Stored data:
::::::::::

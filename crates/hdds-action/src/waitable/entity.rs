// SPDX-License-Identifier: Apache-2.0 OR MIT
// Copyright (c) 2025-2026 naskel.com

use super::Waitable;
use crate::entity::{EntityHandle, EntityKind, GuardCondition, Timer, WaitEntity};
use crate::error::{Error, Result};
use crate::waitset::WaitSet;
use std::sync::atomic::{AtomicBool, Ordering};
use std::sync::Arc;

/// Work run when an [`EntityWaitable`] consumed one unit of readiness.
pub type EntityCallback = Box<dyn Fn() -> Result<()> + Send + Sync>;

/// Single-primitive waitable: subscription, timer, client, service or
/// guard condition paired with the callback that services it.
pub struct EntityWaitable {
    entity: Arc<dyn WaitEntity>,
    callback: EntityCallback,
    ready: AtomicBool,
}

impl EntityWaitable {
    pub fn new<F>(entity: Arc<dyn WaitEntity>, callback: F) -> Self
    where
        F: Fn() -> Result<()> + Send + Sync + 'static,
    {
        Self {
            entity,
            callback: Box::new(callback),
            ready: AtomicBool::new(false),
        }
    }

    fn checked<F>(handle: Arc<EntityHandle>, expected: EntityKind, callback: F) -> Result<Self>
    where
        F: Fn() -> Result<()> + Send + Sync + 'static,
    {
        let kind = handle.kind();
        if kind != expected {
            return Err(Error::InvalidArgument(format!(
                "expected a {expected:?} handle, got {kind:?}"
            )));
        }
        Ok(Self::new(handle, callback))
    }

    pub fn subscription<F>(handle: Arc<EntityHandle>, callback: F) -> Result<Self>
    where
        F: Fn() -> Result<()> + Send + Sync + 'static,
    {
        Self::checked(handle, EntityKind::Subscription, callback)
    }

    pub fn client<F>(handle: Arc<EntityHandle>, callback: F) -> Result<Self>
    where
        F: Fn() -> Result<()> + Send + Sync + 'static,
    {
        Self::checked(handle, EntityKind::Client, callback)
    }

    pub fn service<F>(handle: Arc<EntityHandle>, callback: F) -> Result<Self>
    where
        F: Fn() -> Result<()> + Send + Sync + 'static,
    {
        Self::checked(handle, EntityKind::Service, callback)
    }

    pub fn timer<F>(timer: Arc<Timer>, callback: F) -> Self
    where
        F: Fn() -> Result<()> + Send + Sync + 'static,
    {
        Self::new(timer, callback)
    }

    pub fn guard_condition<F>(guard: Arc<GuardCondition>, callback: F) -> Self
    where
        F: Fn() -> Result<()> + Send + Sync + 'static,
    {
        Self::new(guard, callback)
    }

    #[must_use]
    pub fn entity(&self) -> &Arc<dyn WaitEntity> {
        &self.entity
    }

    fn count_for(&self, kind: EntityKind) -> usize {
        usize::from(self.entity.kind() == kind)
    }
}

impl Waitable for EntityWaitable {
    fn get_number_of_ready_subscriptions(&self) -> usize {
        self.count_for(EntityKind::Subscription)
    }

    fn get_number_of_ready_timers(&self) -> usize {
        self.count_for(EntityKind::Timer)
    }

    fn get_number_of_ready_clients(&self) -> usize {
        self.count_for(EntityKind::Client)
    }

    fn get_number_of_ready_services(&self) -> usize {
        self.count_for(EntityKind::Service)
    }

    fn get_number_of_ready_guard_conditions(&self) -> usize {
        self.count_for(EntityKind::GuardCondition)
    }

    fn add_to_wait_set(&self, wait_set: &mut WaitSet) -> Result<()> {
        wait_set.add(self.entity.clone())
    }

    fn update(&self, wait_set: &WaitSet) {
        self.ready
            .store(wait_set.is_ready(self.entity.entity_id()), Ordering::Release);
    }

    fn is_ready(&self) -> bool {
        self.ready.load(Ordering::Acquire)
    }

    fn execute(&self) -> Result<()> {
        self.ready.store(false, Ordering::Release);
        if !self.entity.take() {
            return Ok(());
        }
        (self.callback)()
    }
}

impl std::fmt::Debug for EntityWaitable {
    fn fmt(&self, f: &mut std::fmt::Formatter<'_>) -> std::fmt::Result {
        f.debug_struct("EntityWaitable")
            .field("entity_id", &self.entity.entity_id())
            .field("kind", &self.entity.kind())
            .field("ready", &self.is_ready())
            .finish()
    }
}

::::::::::

Set down, exactly as they stand above, the lines starting with the line with "pub fn entity(&self)" and going on through the line with "fn get_number_of_ready_timers(&self) ->", and no others.

= Completed exercise =
    pub fn entity(&self) -> &Arc<dyn WaitEntity> {
        &self.entity
    }

    fn count_for(&self, kind: EntityKind) -> usize {
        usize::from(self.entity.kind() == kind)
    }
}

impl Waitable for EntityWaitable {
    fn get_number_of_ready_subscriptions(&self) -> usize {
        self.count_for(EntityKind::Subscription)
    }

    fn get_number_of_ready_timers(&self) -> usize {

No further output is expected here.